Out of Bounds: Europe’s Ryder Cup prospects looking white-hot
Francesco Molinari among the world’s form players set to be at Thomas Bjorn’s disposal
Francesco Molinari kisses the Claret Jug after his British Open win at Carnoustie. Photograph: Francois Nel/Getty)
One of the primary factors keyed into the equation for any Ryder Cup captain is “current form,” which - for good reason - is the healthiest barometer in determining how hot or cold a player is going into the hottest of all golfing environments.
The clock is ticking down towards the Ryder Cup in Paris at the backend of September, but there is little doubt that it is Europe’s captain Thomas Bjorn who has greater entitlement to raise a smile these days rather than his USA opposite number Jim Furyk.
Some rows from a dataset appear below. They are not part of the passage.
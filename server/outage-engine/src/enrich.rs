//! Enrichment stage: attach device display names to surviving outages.

use crate::directory::DeviceDirectory;
use crate::error::EngineError;
use crate::types::{RawOutage, SiteOutage, Stage};

/// Build the outbound site-outage records, one per surviving outage, each
/// carrying the display name of its matching device (exact id equality;
/// when the site listed an id twice, the last entry won at directory build).
///
/// Output records are constructed fresh; inbound records are never mutated.
///
/// An empty input short-circuits to an empty output without looking at the
/// directory at all. With at least one record to enrich, a device entry with
/// no id anywhere in the directory is fatal, as is a missing name on the
/// device that won the match.
pub fn attach_names(
  outages: &[&RawOutage],
  directory: &DeviceDirectory,
) -> Result<Vec<SiteOutage>, EngineError> {
  if outages.is_empty() {
    return Ok(Vec::new());
  }

  if let Some(index) = directory.first_missing_id() {
    return Err(EngineError::validation(
      Stage::Enrich,
      &format!("devices[{}].id", index),
      "missing",
    ));
  }

  outages
    .iter()
    .map(|outage| {
      let entry = directory.get(&outage.id).ok_or_else(|| {
        EngineError::validation(
          Stage::Enrich,
          &format!("outage {}", outage.id),
          "no matching device in site info",
        )
      })?;

      let name = entry.name.clone().ok_or_else(|| {
        EngineError::validation(
          Stage::Enrich,
          &format!("devices[{}].name", entry.index),
          "missing",
        )
      })?;

      let begin = outage.begin.clone().ok_or_else(|| {
        EngineError::validation(
          Stage::Enrich,
          &format!("outage {}", outage.id),
          "begin missing",
        )
      })?;

      Ok(SiteOutage {
        id: outage.id.clone(),
        name,
        begin,
        end: outage.end.clone(),
      })
    })
    .collect()
}
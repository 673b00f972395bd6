//! End-to-end sync flow: fetch, filter/enrich, submit.

use outage_engine::{Config, Engine};
use tracing::info;

use crate::api::ApiClient;
use crate::error::SyncError;
use crate::observe::TracingObserver;
use crate::settings::Settings;

/// Fetch outages and site info, run the pipeline, and submit the enriched
/// report. Returns the number of site outages submitted.
///
/// Fail-fast: any fetch, pipeline, or submit error aborts the run with
/// nothing submitted.
pub async fn run(settings: &Settings) -> Result<usize, SyncError> {
  let client = ApiClient::new(settings)?;

  info!(site_id = %settings.site_id, "fetching outages and site info");
  let outages = client.outages().await?;
  let site_info = client.site_info(&settings.site_id).await?;
  info!(
    outages = outages.len(),
    devices = site_info.devices.len(),
    "fetched platform data"
  );

  let mut config = Config::default();
  if let Some(cutoff) = settings.cutoff {
    config.cutoff = cutoff;
  }
  let engine = Engine::new(config);
  let report = engine.run_observed(&outages, &site_info, &TracingObserver)?;

  info!(count = report.len(), "submitting enriched site outages");
  client.post_site_outages(&settings.site_id, &report).await?;

  Ok(report.len())
}
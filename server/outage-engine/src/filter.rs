//! Filtering stages: time-window cutoff and device membership.

use chrono::{DateTime, NaiveDateTime, Utc};

use crate::directory::DeviceDirectory;
use crate::error::EngineError;
use crate::types::{RawOutage, Stage};

/// Strict `begin` timestamp shape: UTC, literal `Z` suffix, mandatory
/// fractional seconds. Offset forms like `+00:00` are rejected. chrono's
/// `%.f` treats the fraction as optional (and `.%f` would read the digits as
/// raw nanoseconds), so `parse_begin` checks for the dot itself.
pub const BEGIN_FORMAT: &str = "%Y-%m-%dT%H:%M:%S%.fZ";

/// Keep the outages whose `begin` is on or after `cutoff`, preserving input
/// order.
///
/// A missing or unparsable `begin` on ANY record fails the whole call;
/// nothing is silently dropped. The first bad record reports.
pub fn within_window(
  outages: &[RawOutage],
  cutoff: DateTime<Utc>,
) -> Result<Vec<&RawOutage>, EngineError> {
  let mut kept = Vec::new();
  for (index, outage) in outages.iter().enumerate() {
    if parse_begin(outage, index)? >= cutoff {
      kept.push(outage);
    }
  }
  Ok(kept)
}

/// Keep the outages whose id names a device in the directory, preserving
/// order. Never fails: an empty directory just filters everything out.
pub fn with_known_device<'a>(
  outages: &[&'a RawOutage],
  directory: &DeviceDirectory,
) -> Vec<&'a RawOutage> {
  outages
    .iter()
    .copied()
    .filter(|outage| directory.contains(&outage.id))
    .collect()
}

fn parse_begin(outage: &RawOutage, index: usize) -> Result<DateTime<Utc>, EngineError> {
  let field = format!("outages[{}].begin", index);
  let raw = outage
    .begin
    .as_deref()
    .ok_or_else(|| EngineError::validation(Stage::TimeFilter, &field, "missing"))?;

  if !raw.contains('.') {
    return Err(EngineError::validation(
      Stage::TimeFilter,
      &field,
      &format!("invalid timestamp {:?}: missing fractional seconds", raw),
    ));
  }

  let parsed = NaiveDateTime::parse_from_str(raw, BEGIN_FORMAT).map_err(|e| {
    EngineError::validation(
      Stage::TimeFilter,
      &field,
      &format!("invalid timestamp {:?}: {}", raw, e),
    )
  })?;
  Ok(parsed.and_utc())
}
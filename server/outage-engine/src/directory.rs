//! Device directory: id-to-device index built once per run and shared by the
//! membership and enrichment stages.

use std::collections::HashMap;

use crate::types::RawDevice;

/// One indexed device. `index` is the position in the original site-info
/// list, kept for error messages.
#[derive(Debug, Clone)]
pub struct DeviceEntry {
  pub index: usize,
  pub name: Option<String>,
}

/// Id-to-device lookup over a site's device list.
///
/// Built in input order; when two devices share an id the last entry wins.
/// Devices without an id are not indexed (membership treats them as
/// nonexistent) but the first such entry is recorded so enrichment can
/// reject the directory when it actually has records to enrich.
#[derive(Debug, Clone)]
pub struct DeviceDirectory {
  by_id: HashMap<String, DeviceEntry>,
  first_missing_id: Option<usize>,
}

impl DeviceDirectory {
  pub fn build(devices: &[RawDevice]) -> Self {
    let mut by_id = HashMap::new();
    let mut first_missing_id = None;

    for (index, device) in devices.iter().enumerate() {
      match &device.id {
        Some(id) => {
          by_id.insert(
            id.clone(),
            DeviceEntry {
              index,
              name: device.name.clone(),
            },
          );
        }
        None => {
          if first_missing_id.is_none() {
            first_missing_id = Some(index);
          }
        }
      }
    }

    Self {
      by_id,
      first_missing_id,
    }
  }

  pub fn contains(&self, id: &str) -> bool {
    self.by_id.contains_key(id)
  }

  pub fn get(&self, id: &str) -> Option<&DeviceEntry> {
    self.by_id.get(id)
  }

  /// True when no device carried an id (including the empty directory).
  pub fn is_empty(&self) -> bool {
    self.by_id.is_empty()
  }

  /// Position of the first device entry with no id, if any.
  pub fn first_missing_id(&self) -> Option<usize> {
    self.first_missing_id
  }
}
Rather than simply looking at the current world rankings, it is worth looking at which players have accumulated the most world ranking points in tournaments over the past two months. The results are revealing, even eye-opening. Taking the week of the BMW PGA Championship on the European Tour and the Forth Worth Invitational on the PGA Tour as the starting point, we find the top-10 players on a current form list (if one were to exist) features seven Europeans and three Americans.
In order, that current form list over the past two months goes: 1, Francesco Molinari; 2, Brooks Koepka; 3, Justin Rose; 4, Rory McIlroy; 5, Bryson DeChambeau; 6, Dustin Johnson; 7, Alex Noren; 8, Russell Knox; 9, Tommy Fleetwood; and, 10, Thorbjorn Olesen.
It is no surprise that Molinari is the biggest accumulator of points in the past two months. Prior to his win in the BMW PGA at Wentworth, the Italian was outside the top-15 in both the European and World points list in qualifying for Bjorn’s team. However, a run of 1st-2nd-25th-1st-2nd-1st starting at Wentworth has seen the Italian leapfrog to the very top of the qualification pile with his place on the team guaranteed.
That BMW PGA championship, which was the timely launch pad for Molinari’s stellar run of form, also commenced rewarding good form by increasing the points by a factor of 1.5 and the consequences of a dip in form for players set is apparent: Ross Fisher and Sergio Garcia, who were among those in the automatic qualifying places at that time, have since dropped out, to be replaced by the man himself, Molinari, and Paul Casey.
As of now, the hand dealt to Bjorn by the qualifying process would have Molinari, Rose, Tyrell Hatton, Fleetwood, McIlroy, Jon Rahm, Alex Noren and Casey as his eight automatic qualifiers. So, no Garcia. No Stenson. No Poulter. No Fitzpatrick. No Cabrera Bello. No Frenchman.
Bjorn of course has four “wild card” picks to put his own handprint onto the team that will represent Europe, yet the evidence base would suggest that the system itself is looking after him in rewarding those players currently hot. Molinari, more than anyone, is the prime example of that.